It tells you the handling capacity which you get by multiplying
Volts times Amps, irrespective of the phase angle between them,
and indicates the maximum voltage and current combination that
that the transformer can handle before there is a risk of damage.
You have to be very careful here. If you have an inductive load,
then the apparent current is out of phase (the Power Factor, as
it is known, is the cosine of the angle of phase difference) because
the inductive load is acting like a generator and is sending energy back to
you. The net effect is that the power handling of the transformer in Watts
is a lot less than that indicated by the VA rating.
You probably would prefer to know the power handling capacity in Watts.
(As we all do when we first encounter this matter). The power handling
capacity in Watts is the same as the va product if you only have resistive
loads (eg, incandescent lights).
To find your power handling capacity for other loads, take the va product
and multiply it by the Power Factor.
Unfortunately, you won't know what the Power Factor is until you
measure it, a sort of chicken and egg situation, and this is where
some experience comes in.
Sorry, but there isn't a simple black-and-white explanation for
what you want to know.
(I myself remain amused by the assertion of power engineers that they
can elect whether the load on a power station is reactive and can select
the MVars. How they do this is beyond me (Any takers?) because my
understanding is that the vars are an attribute of the load an not of the
generator. Must come from having a light current background!)
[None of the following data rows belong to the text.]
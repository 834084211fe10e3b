//! Reaction notifications.
//!
//! Tells activity authors when someone reacts to their activities. Runs as a
//! [`ReactionObserver`] on the reaction service.

use std::collections::BTreeMap;
use std::sync::Arc;

use crate::services::observer::{ActivityDeleted, ReactionAdded, ReactionObserver, ReactionRemoved};
use crate::services::reaction::activity_permalink;
use crate::services::registry::ReactionRegistry;
use async_trait::async_trait;
use chrono::Utc;
use reactions_common::AppResult;
use reactions_db::{
    entities::notification,
    repositories::{NotificationRepository, REACTIONS_COMPONENT, UserRepository},
};
use sea_orm::Set;
use serde::Serialize;

/// A user-facing notification, grouped by activity and reaction.
#[derive(Debug, Clone, PartialEq, Eq, Serialize)]
pub struct FormattedNotification {
    /// The reacted activity.
    pub item_id: i64,
    /// Reaction activity type.
    pub action: String,
    /// Unread notifications folded into this one.
    pub total_items: usize,
    pub text: String,
    pub link: String,
}

/// Notification service for reactions.
#[derive(Clone)]
pub struct NotificationService {
    notification_repo: NotificationRepository,
    user_repo: UserRepository,
    registry: Arc<ReactionRegistry>,
    server_url: String,
}

impl NotificationService {
    /// Create a new notification service.
    #[must_use]
    pub const fn new(
        notification_repo: NotificationRepository,
        user_repo: UserRepository,
        registry: Arc<ReactionRegistry>,
        server_url: String,
    ) -> Self {
        Self {
            notification_repo,
            user_repo,
            registry,
            server_url,
        }
    }

    /// Unread reaction notifications of a user, newest first.
    ///
    /// Notifications about the same activity and reaction are folded into
    /// one entry.
    pub async fn list_for_user(&self, user_id: i64) -> AppResult<Vec<FormattedNotification>> {
        let rows = self
            .notification_repo
            .find_unread_by_user(user_id, REACTIONS_COMPONENT)
            .await?;

        // (item, action) -> (reactors, first seen position)
        let mut groups: BTreeMap<(i64, String), (Vec<i64>, usize)> = BTreeMap::new();
        for (pos, row) in rows.into_iter().enumerate() {
            groups
                .entry((row.item_id, row.component_action))
                .or_insert_with(|| (Vec::new(), pos))
                .0
                .push(row.secondary_item_id);
        }

        let mut ordered: Vec<_> = groups.into_iter().collect();
        ordered.sort_by_key(|(_, (_, pos))| *pos);

        let mut formatted = Vec::with_capacity(ordered.len());
        for ((item_id, action), (reactors, _)) in ordered {
            let reactor_name = match reactors.first() {
                Some(&id) if reactors.len() == 1 => self
                    .user_repo
                    .find_by_id(id)
                    .await?
                    .map(|u| u.display_name),
                _ => None,
            };

            if let Some(n) = self.format(&action, item_id, reactors.len(), reactor_name.as_deref()) {
                formatted.push(n);
            }
        }

        Ok(formatted)
    }

    /// Render one notification. Returns `None` for unregistered reactions.
    #[must_use]
    pub fn format(
        &self,
        action: &str,
        item_id: i64,
        total_items: usize,
        reactor_name: Option<&str>,
    ) -> Option<FormattedNotification> {
        let reaction = self.registry.get_by_type(action)?;

        let (text, link) = if total_items > 1 {
            let text = reaction
                .notification_texts
                .plural
                .clone()
                .unwrap_or_else(|| "Some users reacted to one of your activities".to_string());
            let link = format!(
                "{}/notifications/?type={action}",
                self.server_url.trim_end_matches('/')
            );
            (text, link)
        } else {
            let name = reactor_name.unwrap_or("Someone");
            let text = reaction.notification_texts.singular.as_ref().map_or_else(
                || format!("{name} reacted to one of your activities"),
                |t| t.replacen("%s", name, 1),
            );
            let link = format!(
                "{}?reaction=read",
                activity_permalink(&self.server_url, item_id)
            );
            (text, link)
        };

        Some(FormattedNotification {
            item_id,
            action: action.to_string(),
            total_items,
            text,
            link,
        })
    }

    /// Mark a user's notifications about an activity as read.
    pub async fn mark_read(&self, user_id: i64, item_id: i64) -> AppResult<u64> {
        self.notification_repo
            .mark_read_by_item(user_id, REACTIONS_COMPONENT, item_id)
            .await
    }
}

#[async_trait]
impl ReactionObserver for NotificationService {
    async fn reaction_added(&self, event: &ReactionAdded) -> AppResult<()> {
        if !event.notify || event.parent_author_id <= 0 || event.user_id == event.parent_author_id
        {
            return Ok(());
        }

        let model = notification::ActiveModel {
            user_id: Set(event.parent_author_id),
            item_id: Set(event.parent_id),
            secondary_item_id: Set(event.user_id),
            component_name: Set(REACTIONS_COMPONENT.to_string()),
            component_action: Set(event.reaction_type.clone()),
            date_notified: Set(Utc::now().into()),
            is_new: Set(true),
            ..Default::default()
        };
        self.notification_repo.create(model).await?;

        tracing::debug!(
            recipient = event.parent_author_id,
            parent_id = event.parent_id,
            "Reaction notification created"
        );
        Ok(())
    }

    async fn reaction_removed(&self, event: &ReactionRemoved) -> AppResult<()> {
        self.notification_repo
            .delete_for_reaction(
                REACTIONS_COMPONENT,
                event.parent_id,
                event.user_id,
                &event.reaction_type,
            )
            .await?;
        Ok(())
    }

    async fn activity_deleted(&self, event: &ActivityDeleted) -> AppResult<()> {
        self.notification_repo
            .delete_by_item(REACTIONS_COMPONENT, event.activity_id)
            .await?;
        Ok(())
    }
}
Vars are an attribute of the load as you say -but - in a system with more
than one generator, the distribution of both real and reactive load between
generators can be controlled. In that way an attempt to increase speed of a
prime mover increases the power output and attempting to raise voltage will
increase the reactive output of that unit (in both cases, reducing the
(complex) load on other generators).
This is what the power engineers are referring to.There are practical
limits such as running one machine as a var source and another as a sink is
not generally a good idea and can lead to problems (Mum, where are the
There is an optimal sharing of load, real and reactive between the
generators which will minimise real and reactive "losses". A typical "load
flow" analysis for a system might involve 100 to 10000 non-linear
simultaneous equations and a great deal of effort has gone into efficient
algorithms for this analysis.
remove the urine to answer
AND, vars can be 'generated' by some devices other than generators at a
power station. Capacitor banks and synchronous condensers are commonly used
in large switch-yards/substations. If some of the vars needed to supply the
load come from these sources, the power generators themselves can operate
closer to unity pf.
Guys, this is neat stuff! Comming from an electronics background
(now processor logic verification) I find such discussions
interesting and mind enhancing. I certainly understand capacitors
and their role here. However...
Q: How much energy is lost in a mechanical monster like a
synchronous condenser (obviously they're cheaper than the
equivalent capacitor). The ones I've seen seem to be *huge*, so
the mechanical loss must be significant.
Really! I'm interested in expanding my view (I *hated* anything
to do with power in my college days).
I would eyeball it as about 5% or less of its rated KVA (i.e.
10MVA ->500KW) depending on size (mechanical and electrical losses).
Mechanical losses would be in the order of 1-2%.
The synchronous machine is more flexible than a capacitor bank in that it is
continually adjustable rather than in steps and can also go lagging to some
extent. However a prime competitor is the combination of a saturable reactor
in parallel with a capacitor bank. Quebec Hydro has (had?) some of these at
Rimouski For compensation on a 735KV line) which could go from 84MVAR lead
to 0MVAR lead within 0.1 seconds and could provide 200MVAR lag for 5 seconds
. Since these date back to the mid to late 60's, I'm sure that improved (and
larger) versions now exist. They are not small.
I'd agree with Don's assessment. About 5% of the KVA rating in KW.
Interestingly, near me is an *ancient*, four-unit coal plant. In the late
60's, early 70's, they built a couple of oil-fired plants next to them.
Shutdown most of the coal plants and sold for parts. But kept the main
generators and some equipment to run two of the former generators as
synch-condensers. Helped a lot on the stability of the line for the newer,
larger, oil-fired units. Then in early 90's, they converted the oil boilers
to use NG. But those *ancient* (circa 1923) generators are *still* being
used as synch-condensers. They really got their money's worth out of them.